_Task instructions_
After the line containing "fn fill(&mut self)", write nothing more; before it, reproduce every line of the material below exactly, starting with the first.

_Information given_
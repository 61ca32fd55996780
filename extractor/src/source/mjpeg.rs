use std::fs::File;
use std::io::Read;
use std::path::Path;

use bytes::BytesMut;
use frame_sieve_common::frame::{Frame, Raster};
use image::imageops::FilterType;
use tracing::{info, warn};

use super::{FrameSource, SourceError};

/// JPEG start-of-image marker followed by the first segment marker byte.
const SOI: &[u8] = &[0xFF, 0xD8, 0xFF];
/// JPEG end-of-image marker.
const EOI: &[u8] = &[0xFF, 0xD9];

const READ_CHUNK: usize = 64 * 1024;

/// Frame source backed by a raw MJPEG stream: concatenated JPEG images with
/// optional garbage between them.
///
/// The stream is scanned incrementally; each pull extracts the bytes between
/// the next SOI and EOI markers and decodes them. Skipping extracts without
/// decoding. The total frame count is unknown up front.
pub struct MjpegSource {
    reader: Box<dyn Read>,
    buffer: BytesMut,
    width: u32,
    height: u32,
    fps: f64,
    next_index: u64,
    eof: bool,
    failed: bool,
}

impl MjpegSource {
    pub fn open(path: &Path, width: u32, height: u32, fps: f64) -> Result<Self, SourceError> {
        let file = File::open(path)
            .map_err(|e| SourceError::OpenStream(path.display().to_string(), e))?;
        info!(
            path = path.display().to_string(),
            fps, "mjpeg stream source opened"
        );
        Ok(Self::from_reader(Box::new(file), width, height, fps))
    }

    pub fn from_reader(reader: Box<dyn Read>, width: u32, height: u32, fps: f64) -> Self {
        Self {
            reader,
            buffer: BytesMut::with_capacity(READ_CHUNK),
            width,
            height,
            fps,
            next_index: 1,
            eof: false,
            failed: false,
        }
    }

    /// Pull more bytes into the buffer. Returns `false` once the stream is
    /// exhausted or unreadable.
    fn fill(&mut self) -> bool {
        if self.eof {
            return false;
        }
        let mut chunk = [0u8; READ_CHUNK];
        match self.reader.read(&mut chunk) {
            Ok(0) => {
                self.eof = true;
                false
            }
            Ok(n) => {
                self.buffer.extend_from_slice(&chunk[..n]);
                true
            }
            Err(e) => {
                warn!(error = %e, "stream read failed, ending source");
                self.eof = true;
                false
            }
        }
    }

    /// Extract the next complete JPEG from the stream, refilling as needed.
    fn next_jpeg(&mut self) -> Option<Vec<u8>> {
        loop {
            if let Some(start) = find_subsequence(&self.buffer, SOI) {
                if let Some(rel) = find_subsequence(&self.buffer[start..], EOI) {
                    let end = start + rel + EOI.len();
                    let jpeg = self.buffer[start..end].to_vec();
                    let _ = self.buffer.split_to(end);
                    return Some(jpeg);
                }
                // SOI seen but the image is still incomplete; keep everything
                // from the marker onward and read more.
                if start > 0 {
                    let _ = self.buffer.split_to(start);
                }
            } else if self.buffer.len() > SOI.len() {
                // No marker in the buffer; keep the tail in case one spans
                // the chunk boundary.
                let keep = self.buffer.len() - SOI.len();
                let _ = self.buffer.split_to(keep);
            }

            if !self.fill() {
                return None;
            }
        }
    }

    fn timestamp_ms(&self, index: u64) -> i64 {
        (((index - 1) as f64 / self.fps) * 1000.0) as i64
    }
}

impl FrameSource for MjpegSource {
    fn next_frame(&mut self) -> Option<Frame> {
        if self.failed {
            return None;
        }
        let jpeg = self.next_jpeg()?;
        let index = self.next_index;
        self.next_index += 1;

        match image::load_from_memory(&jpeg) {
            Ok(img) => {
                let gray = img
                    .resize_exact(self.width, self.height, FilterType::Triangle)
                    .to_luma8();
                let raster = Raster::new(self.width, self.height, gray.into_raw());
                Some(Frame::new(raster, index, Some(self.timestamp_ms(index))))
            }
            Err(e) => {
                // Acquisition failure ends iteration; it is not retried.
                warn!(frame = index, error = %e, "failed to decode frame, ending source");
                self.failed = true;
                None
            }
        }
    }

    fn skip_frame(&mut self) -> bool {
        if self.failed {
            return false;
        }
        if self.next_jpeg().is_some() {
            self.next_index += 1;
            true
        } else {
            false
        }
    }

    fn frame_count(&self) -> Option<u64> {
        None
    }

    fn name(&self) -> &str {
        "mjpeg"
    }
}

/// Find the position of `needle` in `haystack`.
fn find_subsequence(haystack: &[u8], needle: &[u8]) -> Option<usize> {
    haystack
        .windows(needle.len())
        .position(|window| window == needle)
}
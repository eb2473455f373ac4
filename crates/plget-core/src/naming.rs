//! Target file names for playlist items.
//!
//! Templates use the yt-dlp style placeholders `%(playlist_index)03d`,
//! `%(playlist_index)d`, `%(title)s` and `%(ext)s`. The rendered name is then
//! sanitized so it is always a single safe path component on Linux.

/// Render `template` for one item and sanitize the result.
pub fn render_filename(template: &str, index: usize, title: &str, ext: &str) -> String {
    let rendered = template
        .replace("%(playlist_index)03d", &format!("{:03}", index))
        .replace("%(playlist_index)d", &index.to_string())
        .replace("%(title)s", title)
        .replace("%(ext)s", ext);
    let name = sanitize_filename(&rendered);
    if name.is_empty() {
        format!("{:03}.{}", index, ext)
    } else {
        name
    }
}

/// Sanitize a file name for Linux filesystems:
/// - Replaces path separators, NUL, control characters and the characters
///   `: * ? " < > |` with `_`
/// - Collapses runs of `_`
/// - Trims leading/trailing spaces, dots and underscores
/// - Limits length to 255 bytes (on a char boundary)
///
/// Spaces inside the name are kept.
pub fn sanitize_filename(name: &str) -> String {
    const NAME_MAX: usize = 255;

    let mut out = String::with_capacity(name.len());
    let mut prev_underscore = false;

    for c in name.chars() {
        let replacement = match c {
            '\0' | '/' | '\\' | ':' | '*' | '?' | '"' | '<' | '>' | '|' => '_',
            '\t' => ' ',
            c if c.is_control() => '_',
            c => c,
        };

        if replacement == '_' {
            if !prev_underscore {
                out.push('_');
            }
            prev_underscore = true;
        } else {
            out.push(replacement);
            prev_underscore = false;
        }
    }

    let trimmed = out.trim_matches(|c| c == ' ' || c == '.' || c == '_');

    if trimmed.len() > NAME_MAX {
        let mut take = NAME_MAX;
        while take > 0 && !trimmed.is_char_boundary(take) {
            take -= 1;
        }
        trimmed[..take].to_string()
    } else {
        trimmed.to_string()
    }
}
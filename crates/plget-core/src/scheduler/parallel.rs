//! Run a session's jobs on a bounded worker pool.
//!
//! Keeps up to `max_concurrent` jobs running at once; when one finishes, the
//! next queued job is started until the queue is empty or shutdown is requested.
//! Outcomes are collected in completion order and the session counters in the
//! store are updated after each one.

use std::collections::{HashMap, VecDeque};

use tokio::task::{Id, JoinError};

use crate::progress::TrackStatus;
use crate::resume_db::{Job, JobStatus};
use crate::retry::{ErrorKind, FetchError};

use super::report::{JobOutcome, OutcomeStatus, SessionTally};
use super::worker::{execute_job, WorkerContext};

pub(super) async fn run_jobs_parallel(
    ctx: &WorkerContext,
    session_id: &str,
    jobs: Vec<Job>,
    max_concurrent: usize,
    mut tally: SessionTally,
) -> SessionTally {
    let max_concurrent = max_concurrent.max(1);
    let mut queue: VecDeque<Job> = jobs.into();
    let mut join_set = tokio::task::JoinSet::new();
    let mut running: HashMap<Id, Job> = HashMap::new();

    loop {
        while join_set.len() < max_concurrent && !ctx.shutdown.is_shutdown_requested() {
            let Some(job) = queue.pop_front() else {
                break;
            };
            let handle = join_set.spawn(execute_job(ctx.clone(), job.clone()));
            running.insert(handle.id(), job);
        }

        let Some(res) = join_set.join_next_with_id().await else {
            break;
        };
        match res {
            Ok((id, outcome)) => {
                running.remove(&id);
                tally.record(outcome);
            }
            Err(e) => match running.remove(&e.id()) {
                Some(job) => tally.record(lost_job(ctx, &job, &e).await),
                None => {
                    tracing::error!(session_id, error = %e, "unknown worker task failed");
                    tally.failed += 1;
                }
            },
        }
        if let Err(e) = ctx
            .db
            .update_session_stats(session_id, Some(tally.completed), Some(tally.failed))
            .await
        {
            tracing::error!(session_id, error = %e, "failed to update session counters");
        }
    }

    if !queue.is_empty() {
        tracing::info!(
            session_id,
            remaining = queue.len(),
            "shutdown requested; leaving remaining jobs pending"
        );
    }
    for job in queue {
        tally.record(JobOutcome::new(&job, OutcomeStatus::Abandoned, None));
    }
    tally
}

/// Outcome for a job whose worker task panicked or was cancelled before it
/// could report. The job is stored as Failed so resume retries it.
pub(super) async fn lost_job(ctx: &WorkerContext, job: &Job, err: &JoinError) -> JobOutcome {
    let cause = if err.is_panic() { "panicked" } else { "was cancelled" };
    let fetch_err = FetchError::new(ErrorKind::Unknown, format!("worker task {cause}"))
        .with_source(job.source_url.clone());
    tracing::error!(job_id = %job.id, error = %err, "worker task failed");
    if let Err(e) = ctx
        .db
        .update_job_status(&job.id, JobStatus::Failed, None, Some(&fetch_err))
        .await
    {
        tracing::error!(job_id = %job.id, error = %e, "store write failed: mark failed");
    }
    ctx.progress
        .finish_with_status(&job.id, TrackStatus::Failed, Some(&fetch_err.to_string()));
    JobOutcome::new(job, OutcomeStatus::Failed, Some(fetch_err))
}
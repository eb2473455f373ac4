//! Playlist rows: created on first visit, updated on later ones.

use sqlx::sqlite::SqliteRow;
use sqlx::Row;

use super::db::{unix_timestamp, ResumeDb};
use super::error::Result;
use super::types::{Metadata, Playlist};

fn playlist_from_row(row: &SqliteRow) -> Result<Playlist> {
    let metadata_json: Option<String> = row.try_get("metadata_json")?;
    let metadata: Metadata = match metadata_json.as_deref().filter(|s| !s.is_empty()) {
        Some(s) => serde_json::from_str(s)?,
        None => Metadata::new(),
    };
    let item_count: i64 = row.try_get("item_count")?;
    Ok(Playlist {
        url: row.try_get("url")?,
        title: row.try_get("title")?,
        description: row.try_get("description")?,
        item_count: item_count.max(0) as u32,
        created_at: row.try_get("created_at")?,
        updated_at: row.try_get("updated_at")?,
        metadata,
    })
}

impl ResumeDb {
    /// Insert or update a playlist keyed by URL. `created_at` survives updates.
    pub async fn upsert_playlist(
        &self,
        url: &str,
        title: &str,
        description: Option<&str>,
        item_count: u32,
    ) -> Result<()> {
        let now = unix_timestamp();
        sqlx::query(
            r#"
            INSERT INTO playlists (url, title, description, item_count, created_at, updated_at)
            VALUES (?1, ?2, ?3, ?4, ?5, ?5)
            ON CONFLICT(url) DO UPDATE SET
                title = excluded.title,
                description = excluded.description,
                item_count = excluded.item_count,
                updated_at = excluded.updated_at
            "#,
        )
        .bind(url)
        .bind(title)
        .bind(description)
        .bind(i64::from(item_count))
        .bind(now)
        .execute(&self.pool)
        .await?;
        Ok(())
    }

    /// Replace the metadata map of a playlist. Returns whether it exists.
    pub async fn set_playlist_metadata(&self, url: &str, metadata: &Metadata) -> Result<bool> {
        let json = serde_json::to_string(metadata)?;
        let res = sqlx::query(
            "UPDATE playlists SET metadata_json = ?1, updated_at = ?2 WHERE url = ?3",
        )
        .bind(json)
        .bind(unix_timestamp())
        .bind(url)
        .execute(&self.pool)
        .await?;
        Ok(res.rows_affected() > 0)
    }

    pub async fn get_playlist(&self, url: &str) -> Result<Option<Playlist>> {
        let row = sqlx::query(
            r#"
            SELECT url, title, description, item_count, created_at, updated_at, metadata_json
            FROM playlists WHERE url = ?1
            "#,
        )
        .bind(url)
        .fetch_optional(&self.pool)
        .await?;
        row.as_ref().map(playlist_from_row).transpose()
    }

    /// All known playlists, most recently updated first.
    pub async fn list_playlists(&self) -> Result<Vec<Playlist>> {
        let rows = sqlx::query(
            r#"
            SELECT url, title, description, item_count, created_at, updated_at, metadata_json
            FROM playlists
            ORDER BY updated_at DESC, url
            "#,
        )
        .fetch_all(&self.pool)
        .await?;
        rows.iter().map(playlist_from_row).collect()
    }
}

_Solution below_
repository 61ca32fd55996780
filename extractor/src/source/mjpeg.rs
use std::fs::File;
use std::io::Read;
use std::path::Path;

use bytes::BytesMut;
use frame_sieve_common::frame::{Frame, Raster};
use image::imageops::FilterType;
use tracing::{info, warn};

use super::{FrameSource, SourceError};

/// JPEG start-of-image marker followed by the first segment marker byte.
const SOI: &[u8] = &[0xFF, 0xD8, 0xFF];
/// JPEG end-of-image marker.
const EOI: &[u8] = &[0xFF, 0xD9];

const READ_CHUNK: usize = 64 * 1024;

/// Frame source backed by a raw MJPEG stream: concatenated JPEG images with
/// optional garbage between them.
///
/// The stream is scanned incrementally; each pull extracts the bytes between
/// the next SOI and EOI markers and decodes them. Skipping extracts without
/// decoding. The total frame count is unknown up front.
pub struct MjpegSource {
    reader: Box<dyn Read>,
    buffer: BytesMut,
    width: u32,
    height: u32,
    fps: f64,
    next_index: u64,
    eof: bool,
    failed: bool,
}

impl MjpegSource {
    pub fn open(path: &Path, width: u32, height: u32, fps: f64) -> Result<Self, SourceError> {
        let file = File::open(path)
            .map_err(|e| SourceError::OpenStream(path.display().to_string(), e))?;
        info!(
            path = path.display().to_string(),
            fps, "mjpeg stream source opened"
        );
        Ok(Self::from_reader(Box::new(file), width, height, fps))
    }

    pub fn from_reader(reader: Box<dyn Read>, width: u32, height: u32, fps: f64) -> Self {
        Self {
            reader,
            buffer: BytesMut::with_capacity(READ_CHUNK),
            width,
            height,
            fps,
            next_index: 1,
            eof: false,
            failed: false,
        }
    }

    /// Pull more bytes into the buffer. Returns `false` once the stream is
    /// exhausted or unreadable.
    fn fill(&mut self) -> bool {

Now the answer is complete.